KI kann auch sehr kreativ sein. Sie generiert Fotos, Videos und Musik. Mit dem KI-Tool Ganbreeder z. B. lassen sich fantastische Kunstwerke schaffen und das Programm Nvidias GauGAN malt Landschaften wie ein Profi. Geld lässt sich damit auch verdienen: Bereits 2018 versteigerte das Auktionshaus Christie’s erstmals KI-Kunst – für fast eine halbe Million US-Dollar.
Professor Schlösser, bezüglich der Urheberschaft bei künstlich erzeugten Werken ist ja noch einiges im Unklaren, erste Patentanmeldungen gehen ein: Wem gehört ein KI-Werk? Würden Sie den Nutzern solcher Software deshalb erst mal zur Vorsicht raten, bis das geklärt ist?
Das ist ein Bereich, in dem die Entwicklungen ebenfalls sehr dynamisch verlaufen, eben weil die Fragen so neu sind. Die Überlegung hinter den Klagen von Urhebern und Kunstschaffenden sind m. E. leicht nachvollziehbar: Systeme wir ChatGPT und andere eher visuell orientierte System haben ihre Fähigkeiten auf Grundlage von Trainingsdaten entwickelt, die in der Regel von anderen, in den allermeisten Fällen kreativ arbeitenden echten Menschen, erschaffen wurden. Wenn das K.I.-System nun darauf basierend etwas erzeugt, inwiefern kann es sich dann noch um eine „eigenes“ Werk des K.I.-Systems handeln? Wenn ich einem Kunstfälscher sage: Mal mir ein Bild wie Van Gogh, aber das Motiv soll mein Haus mit der Wiese davor sein und das Bild sieht nachher aus wie von Van Gogh gemalt, würden wir es vermutlich auch als (wenn auch kuriose) Fälschung einschätzen.

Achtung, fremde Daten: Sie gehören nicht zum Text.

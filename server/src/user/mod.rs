pub(crate) mod session;
pub(crate) mod session_ref;

pub use session::*;
pub use session_ref::*;
/// Owner chains stay acyclic, and the optional-attribute block of an item
/// only exists while something in it differs from the defaults

use vesper_server::{ContainerAccess, Item, OwnershipError, Parent, RootOwner, WorldError};
use vesper_shared::{Point3D, Serial};
use vesper_test::{drop_item, spawn_mobile, TestWorld, TestWorldBuilder, SHARD};

fn init() {
    let _ = env_logger::builder().is_test(true).try_init();
}

fn bag(world: &mut TestWorld, serial: u32) -> Serial {
    let bag = Item::new(Serial::new(serial), 0x0E76).with_container(ContainerAccess::Public, 0x3D);
    world.insert_item(bag).unwrap()
}

#[test]
fn placing_a_container_inside_its_own_content_is_rejected() {
    init();
    let mut world = TestWorldBuilder::new().build();
    let outer = bag(&mut world, 0x4300_0000);
    let inner = bag(&mut world, 0x4300_0001);
    world.drop_to_world(outer, SHARD, Point3D::new(5, 5, 0)).unwrap();
    world.add_to_container(inner, outer, Point3D::default()).unwrap();

    assert_eq!(
        world.add_to_container(outer, inner, Point3D::default()),
        Err(WorldError::Ownership(OwnershipError::Cycle {
            child: outer,
            parent: inner,
        }))
    );
    assert_eq!(
        world.add_to_container(outer, outer, Point3D::default()),
        Err(WorldError::Ownership(OwnershipError::SelfParent { serial: outer }))
    );
    assert!(world.item(outer).unwrap().parent().is_world());
    assert_eq!(world.item(inner).unwrap().parent(), Parent::Item(outer));
}

#[test]
fn mobiles_cannot_be_contained() {
    init();
    let mut world = TestWorldBuilder::new().build();
    let sack = bag(&mut world, 0x4300_0010);
    let rabbit = spawn_mobile(&mut world, "a rabbit", 5, 5);

    assert_eq!(
        world.add_to_container(rabbit, sack, Point3D::default()),
        Err(WorldError::Ownership(OwnershipError::MobileNotContainable { serial: rabbit }))
    );
}

#[test]
fn nested_items_resolve_to_their_holder() {
    init();
    let mut world = TestWorldBuilder::new().build();
    let holder = spawn_mobile(&mut world, "a porter", 40, 40);
    let pack = vesper_test::give_backpack(&mut world, holder, 0x4300_0020);
    let pouch = bag(&mut world, 0x4300_0021);
    world.add_to_container(pouch, pack, Point3D::default()).unwrap();
    let coin = world.create_item(0x0EED).unwrap();
    world.add_to_container(coin, pouch, Point3D::default()).unwrap();

    assert_eq!(world.table().resolve_root(coin), Ok(RootOwner::Mobile(holder)));
    assert_eq!(world.table().world_location(coin), Ok((SHARD, Point3D::new(40, 40, 0))));
    assert!(!world.index().contains_entity(coin));
    assert!(world.index().contains_entity(holder));
}

#[test]
fn optional_attributes_allocate_on_demand() {
    init();
    let mut world = TestWorldBuilder::new().build();
    let lamp = drop_item(&mut world, 0x0A22, 1, 1);
    assert!(!world.item(lamp).unwrap().has_extras());

    world.set_item_weight(lamp, Some(1.0)).unwrap();
    assert!(!world.item(lamp).unwrap().has_extras());

    world.set_item_name(lamp, Some("a brass lamp".to_string())).unwrap();
    world.set_item_weight(lamp, Some(4.0)).unwrap();
    let item = world.item(lamp).unwrap();
    assert!(item.has_extras());
    assert_eq!(item.name(), Some("a brass lamp"));
    assert_eq!(item.weight(), 4.0);

    world.set_item_name(lamp, None).unwrap();
    world.set_item_weight(lamp, None).unwrap();
    assert!(!world.item(lamp).unwrap().has_extras());
}
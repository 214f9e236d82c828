use std::{fmt, rc::Rc, sync::Arc};

use crate::Serial;

/// What an outgoing packet tells the client. Several wire ids can share a kind
/// (legacy and extended dialects of the same message).
#[derive(Clone, Copy, Debug, PartialEq, Eq, Hash)]
pub enum PacketKind {
    Remove,
    WorldItem,
    MobileIncoming,
    MobileMoving,
    MobileUpdate,
    PropertySummary,
    EquipUpdate,
    ContainerContentUpdate,
    ContainerContent,
    ContainerDisplay,
    MobileHits,
    MobileStatus,
}

/// An encoded, immutable packet
#[derive(Clone, PartialEq, Eq)]
pub struct Packet {
    kind: PacketKind,
    subject: Serial,
    bytes: Arc<[u8]>,
}

/// Packets are built once and handed to every recipient that needs the same
/// bytes; the last holder drops them.
pub type OutgoingPacket = Rc<Packet>;

impl Packet {
    pub(crate) fn new(kind: PacketKind, subject: Serial, bytes: Arc<[u8]>) -> Self {
        Self {
            kind,
            subject,
            bytes,
        }
    }

    pub fn kind(&self) -> PacketKind {
        self.kind
    }

    /// Serial of the entity this packet describes
    pub fn subject(&self) -> Serial {
        self.subject
    }

    pub fn id(&self) -> u8 {
        self.bytes[0]
    }

    pub fn bytes(&self) -> &[u8] {
        &self.bytes
    }

    /// Thread-safe handle on the encoded bytes, for handing off to a transport
    pub fn payload(&self) -> Arc<[u8]> {
        self.bytes.clone()
    }

    pub fn len(&self) -> usize {
        self.bytes.len()
    }

    pub fn is_empty(&self) -> bool {
        self.bytes.is_empty()
    }

    pub fn share(self) -> OutgoingPacket {
        Rc::new(self)
    }
}

impl fmt::Debug for Packet {
    fn fmt(&self, f: &mut fmt::Formatter<'_>) -> fmt::Result {
        write!(
            f,
            "Packet(0x{:02X} {:?} for {}, {} bytes)",
            self.id(),
            self.kind,
            self.subject,
            self.bytes.len()
        )
    }
}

Aber auch hier lautet die Frage schon: Wie hoch war der eigene kreative Anteil des Fälschers am entstandenen Werk? Das Ganze hat auch noch eine datenschutzrechtliche Dimension, wenn man bedenkt, dass die Systeme Informationen aus jeder Interaktion mit Nutzenden (z. B. das Feedback zu erzeugten Antworten oder Bildern) integrieren und für sich nutzbar machen. Nicht umsonst laufen nationale und EU-weite Bemühungen zur Regulierung von K.I.-Anwendungen, um deren Sicherheit und Konformität mit den Grundrechten zukünftig zu gewährleisten. Passend dazu sagte die Vorsitzende des Deutschen Ethikrates Alena Buyx "Der Einsatz von KI muss menschliche Entfaltung erweitern und darf sie nicht vermindern".
Sensitive Roboter
Google hat eine KI-Nase entwickelt, die mittels künstlicher Rezeptoren ca. 5.000 Gerüche erkennen und verarbeiten kann. Auch so empfindliche Früchte wie Himbeeren können Roboter heute schon dank zahlreicher Sensoren pflücken. Sensible Roboterfinger sind wichtig für die Haushaltsroboter, die heute schon Wäsche sammeln und gärtnern können. Und für die Pflegerobotik der Zukunft. Da sind sie noch sind sie nicht so weit, stolpern eher noch durch die Realität. Aber ihre Zeit wird kommen. Angesichts des Pflegenotstands macht das Sinn.
Können Sie persönlich sich vorstellen, später selbst einmal von einem Roboter gepflegt zu werden?
Nein.
Empathische KI?
Vielfach wird gesagt, dass das, was KI kann, noch weit entfernt ist vom menschlichen Verständnis, vom logisch-symbolischen Denken. Und von Gefühlen. Das heißt allerdings nicht, dass der Beruf des Psychotherapeuten sicher vor KI ist. Erste Chatbots wie WoeBot und Wysa sollen heute schon bei Depressionen und bei der Kontrolle über Emotionen und Gedanken helfen. Roboter-Empathie, die uns Menschen helfen kann, Empathie überhaupt zu verstehen?
Echte Empathie erfordert, dass Maschinen subtile Signale in Körpersprache und Worten erkennen. Forscher der Columbia Universität New York haben daher einen Roboter gebaut, der das Verhalten eines anderen Roboters vorhersagen kann, neuronale Netze, die tatsächlich lernen können, über die "kausale, dynamische Struktur physikalischer Ereignisse nachzudenken."